SETH ROBSON/STARS AND STRIPES

By SETH ROBSON | STARS AND STRIPES Published: October 10, 2016

CROW VALLEY, Philippines — The Philippine armored vehicle that bogged down Monday while following U.S. Marine Corps trucks across a muddy river at the Crow Valley Range Complex symbolized the allies’ frayed relationship — frustrating and seemingly going nowhere fast.

U.S. and Philippines marines, participating in the annual PHIBLEX exercise, have been at the range, near Clark Air Base, a two-hour drive north of Manila, for the past week.

They’ve been doing this type of training for decades, but it’s unclear how much longer that will happen with new Philippines President Rodrigo Duterte throwing mud at U.S. officials in the form of crass insults and threats to end the bilateral training and get closer America’s rivals, Russia and China.

A large contingent of local media was on hand when the vehicle got struck. They had just watched the Marines fire rockets from a High Mobility Artillery Rocket System and rounds from M-777 howitzers before U.S. and Philippines infantry loaded into trucks and Humvees to ford the river.

The armored personnel carrier’s wheels spun as they dug deeper into the river bed while the cameras rolled. It took about 30 minutes for an American tow truck to arrive and pull it free. A short time later, a truck carrying Philippine troops got stuck in another part of the river.

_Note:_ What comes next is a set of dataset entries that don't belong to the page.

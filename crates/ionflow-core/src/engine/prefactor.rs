//! Vineyard prefactor arithmetic over vibrational spectra.

use thiserror::Error;

/// Wavenumber to frequency: cm^-1 expressed in THz.
pub const CM_INV_TO_THZ: f64 = 0.029_979_245_8;

// Frequency lists arrive ordered by ascending eigenvalue. The first three
// entries of each spectrum are taken to be the translational zero modes; the
// saddle spectrum carries one additional imaginary reaction-coordinate mode,
// so its first genuine entry is index 4 in the positional pairing below.
const SKIPPED_MODES: usize = 4;

#[derive(Debug, Error, Clone, PartialEq)]
pub enum PrefactorError {
    #[error(
        "Too few vibrational modes for a prefactor: {initial} initial, {saddle} saddle (need more than {SKIPPED_MODES})"
    )]
    TooFewModes { initial: usize, saddle: usize },

    #[error("Saddle mode {index} is not positive ({value} cm^-1); spectrum is degenerate")]
    DegenerateSaddleMode { index: usize, value: f64 },
}

/// Vineyard estimate of the attempt frequency, in THz.
///
/// Discards the lattice zero modes of both spectra and the saddle's reaction
/// mode, then scales the lowest surviving initial-state frequency by the
/// ratio of the remaining initial and saddle frequencies, pairwise.
pub fn vineyard_prefactor(initial: &[f64], saddle: &[f64]) -> Result<f64, PrefactorError> {
    if initial.len() <= SKIPPED_MODES || saddle.len() <= SKIPPED_MODES {
        return Err(PrefactorError::TooFewModes {
            initial: initial.len(),
            saddle: saddle.len(),
        });
    }

    let mut prefactor_cm = initial[SKIPPED_MODES - 1];
    for (offset, (i, s)) in initial[SKIPPED_MODES..]
        .iter()
        .zip(&saddle[SKIPPED_MODES..])
        .enumerate()
    {
        if *s <= 0.0 {
            return Err(PrefactorError::DegenerateSaddleMode {
                index: SKIPPED_MODES + offset,
                value: *s,
            });
        }
        prefactor_cm *= i / s;
    }

    Ok(prefactor_cm * CM_INV_TO_THZ)
}

#[cfg(test)]
mod tests {
    use super::*;

    #[test]
    fn identical_spectra_reduce_to_the_lead_frequency() {
        let spectrum = [0.0, 0.0, 0.0, 100.0, 200.0, 300.0];
        let thz = vineyard_prefactor(&spectrum, &spectrum).unwrap();
        assert!((thz - 100.0 * CM_INV_TO_THZ).abs() < 1e-12);
    }

    #[test]
    fn softer_saddle_modes_raise_the_prefactor() {
        let initial = [0.0, 0.0, 0.0, 100.0, 200.0, 400.0];
        let saddle = [0.0, 0.0, 0.0, 0.0, 100.0, 400.0];
        // 100 * (200/100) * (400/400) = 200 cm^-1.
        let thz = vineyard_prefactor(&initial, &saddle).unwrap();
        assert!((thz - 200.0 * CM_INV_TO_THZ).abs() < 1e-12);
    }

    #[test]
    fn surplus_initial_modes_are_ignored_by_the_pairing() {
        // Pairing stops at the shorter spectrum, matching the positional
        // zip over the two lists.
        let initial = [0.0, 0.0, 0.0, 100.0, 200.0, 300.0, 999.0];
        let saddle = [0.0, 0.0, 0.0, 50.0, 200.0, 300.0];
        let thz = vineyard_prefactor(&initial, &saddle).unwrap();
        assert!((thz - 100.0 * CM_INV_TO_THZ).abs() < 1e-12);
    }

    #[test]
    fn short_spectra_are_rejected() {
        assert!(matches!(
            vineyard_prefactor(&[0.0, 0.0, 0.0, 100.0], &[0.0; 6]),
            Err(PrefactorError::TooFewModes { .. })
        ));
    }

    #[test]
    fn zero_saddle_mode_is_rejected() {
        let initial = [0.0, 0.0, 0.0, 100.0, 200.0];
        let saddle = [0.0, 0.0, 0.0, 50.0, 0.0];
        assert!(matches!(
            vineyard_prefactor(&initial, &saddle),
            Err(PrefactorError::DegenerateSaddleMode { index: 4, .. })
        ));
    }
}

“What you are seeing are the challenges of this type of terrain and why bilateral training is so important to both forces,” said Maj. Roger Hollenbeck, a spokesman for the 3rd Marine Expeditionary Brigade.

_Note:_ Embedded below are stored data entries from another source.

use crate::core::sim::{AttemptSettings, OptimizerKind, TangentMethod};
use thiserror::Error;

#[derive(Debug, Error, PartialEq, Eq, Clone)]
pub enum ConfigError {
    #[error("Missing required parameter: {0}")]
    MissingParameter(&'static str),
}

/// Bounds used when expanding the relaxed primitive cell into a supercell
/// large enough for defect calculations.
#[derive(Debug, Clone, PartialEq)]
pub struct SupercellConfig {
    pub min_length: f64,
    pub max_atoms: usize,
}

impl Default for SupercellConfig {
    fn default() -> Self {
        Self {
            min_length: 10.0,
            max_atoms: 1000,
        }
    }
}

/// Everything the migration-path pipeline needs to know, passed explicitly
/// into the entry point so runs are parameterizable and testable.
#[derive(Debug, Clone, PartialEq)]
pub struct PipelineConfig {
    /// Species symbol of the mobile ion, e.g. `Li`.
    pub migrating_species: String,
    /// Neighbor-search radius for candidate hops, in Angstroms.
    pub max_hop_distance: f64,
    /// Decimal places kept when rounding hop distances for deduplication.
    /// Two hops whose lengths agree at this precision and whose endpoints
    /// share equivalence classes are one mechanism by policy.
    pub distance_precision: u32,
    /// Number of interior images in each NEB band.
    pub num_images: usize,
    /// Step budget per optimization attempt.
    pub neb_max_steps: usize,
    /// Step budget for each endpoint relaxation.
    pub relax_max_steps: usize,
    /// Force tolerance for endpoint relaxations, in eV/A.
    pub relax_fmax: f64,
    pub supercell: SupercellConfig,
    /// Fallback list for the standard NEB stage, tried in order.
    pub standard_attempts: Vec<AttemptSettings>,
    /// Fallback list for the climbing-image stage; tighter tolerances.
    pub climb_attempts: Vec<AttemptSettings>,
}

fn attempt_ladder(fmax: f64) -> Vec<AttemptSettings> {
    vec![
        AttemptSettings {
            optimizer: OptimizerKind::Fire,
            tangent: TangentMethod::Improved,
            fmax,
        },
        AttemptSettings {
            optimizer: OptimizerKind::Fire,
            tangent: TangentMethod::Plain,
            fmax,
        },
        AttemptSettings {
            optimizer: OptimizerKind::Lbfgs,
            tangent: TangentMethod::Improved,
            fmax,
        },
        AttemptSettings {
            optimizer: OptimizerKind::Lbfgs,
            tangent: TangentMethod::Plain,
            fmax,
        },
    ]
}

impl PipelineConfig {
    pub fn builder() -> PipelineConfigBuilder {
        PipelineConfigBuilder::default()
    }
}

#[derive(Default)]
pub struct PipelineConfigBuilder {
    migrating_species: Option<String>,
    max_hop_distance: Option<f64>,
    distance_precision: Option<u32>,
    num_images: Option<usize>,
    neb_max_steps: Option<usize>,
    relax_max_steps: Option<usize>,
    relax_fmax: Option<f64>,
    supercell: Option<SupercellConfig>,
    standard_attempts: Option<Vec<AttemptSettings>>,
    climb_attempts: Option<Vec<AttemptSettings>>,
}

impl PipelineConfigBuilder {
    pub fn new() -> Self {
        Self::default()
    }

    pub fn migrating_species(mut self, species: impl Into<String>) -> Self {
        self.migrating_species = Some(species.into());
        self
    }
    pub fn max_hop_distance(mut self, distance: f64) -> Self {
        self.max_hop_distance = Some(distance);
        self
    }
    pub fn distance_precision(mut self, precision: u32) -> Self {
        self.distance_precision = Some(precision);
        self
    }
    pub fn num_images(mut self, images: usize) -> Self {
        self.num_images = Some(images);
        self
    }
    pub fn neb_max_steps(mut self, steps: usize) -> Self {
        self.neb_max_steps = Some(steps);
        self
    }
    pub fn relax_max_steps(mut self, steps: usize) -> Self {
        self.relax_max_steps = Some(steps);
        self
    }
    pub fn relax_fmax(mut self, fmax: f64) -> Self {
        self.relax_fmax = Some(fmax);
        self
    }
    pub fn supercell(mut self, supercell: SupercellConfig) -> Self {
        self.supercell = Some(supercell);
        self
    }
    pub fn standard_attempts(mut self, attempts: Vec<AttemptSettings>) -> Self {
        self.standard_attempts = Some(attempts);
        self
    }
    pub fn climb_attempts(mut self, attempts: Vec<AttemptSettings>) -> Self {
        self.climb_attempts = Some(attempts);
        self
    }

    pub fn build(self) -> Result<PipelineConfig, ConfigError> {
        Ok(PipelineConfig {
            migrating_species: self
                .migrating_species
                .ok_or(ConfigError::MissingParameter("migrating_species"))?,
            max_hop_distance: self.max_hop_distance.unwrap_or(7.0),
            distance_precision: self.distance_precision.unwrap_or(2),
            num_images: self.num_images.unwrap_or(3),
            neb_max_steps: self.neb_max_steps.unwrap_or(5000),
            relax_max_steps: self.relax_max_steps.unwrap_or(500),
            relax_fmax: self.relax_fmax.unwrap_or(0.001),
            supercell: self.supercell.unwrap_or_default(),
            standard_attempts: self.standard_attempts.unwrap_or_else(|| attempt_ladder(0.01)),
            climb_attempts: self.climb_attempts.unwrap_or_else(|| attempt_ladder(0.001)),
        })
    }
}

Nearby, 845 Marines were getting ready to tear down their camp in a muddy field beside the river, possibly for the last time. While some maneuvered on the range, others loaded tactical vehicles onto trucks for transport back to the USS Bonhomme Richard or hung out with the Philippine marines.

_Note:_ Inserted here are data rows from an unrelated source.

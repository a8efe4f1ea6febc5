//! High-level, user-facing workflows.
//!
//! [`pipeline`] is the single entry point for a full migration-barrier
//! calculation; [`path`] is the per-hop workflow state machine it drives.
//! Both are safely restartable: every stage consults persisted state before
//! doing work, so completed work is never redone.

pub mod path;
pub mod pipeline;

The two countries’ forces checked out each other’s knives and signed Philippines flags for souvenirs.

One Marine, Lance Cpl. Steven Ramirez, 23, of Fort Wayne, Ind., said that during breaks in the action, he’s tried out some local food such as lumpia — a savory-flavored Filipino delicacy, he said.

There are similarities between the local customs and U.S. Hispanic culture. For example, some of the words used by the Filipinos are the same in Spanish — Spain was the colonial power here before the United States.

The heat and humidity in Crow Valley made the training there pretty uncomfortable, but Ramirez said he liked it: “It’s more of a challenge.”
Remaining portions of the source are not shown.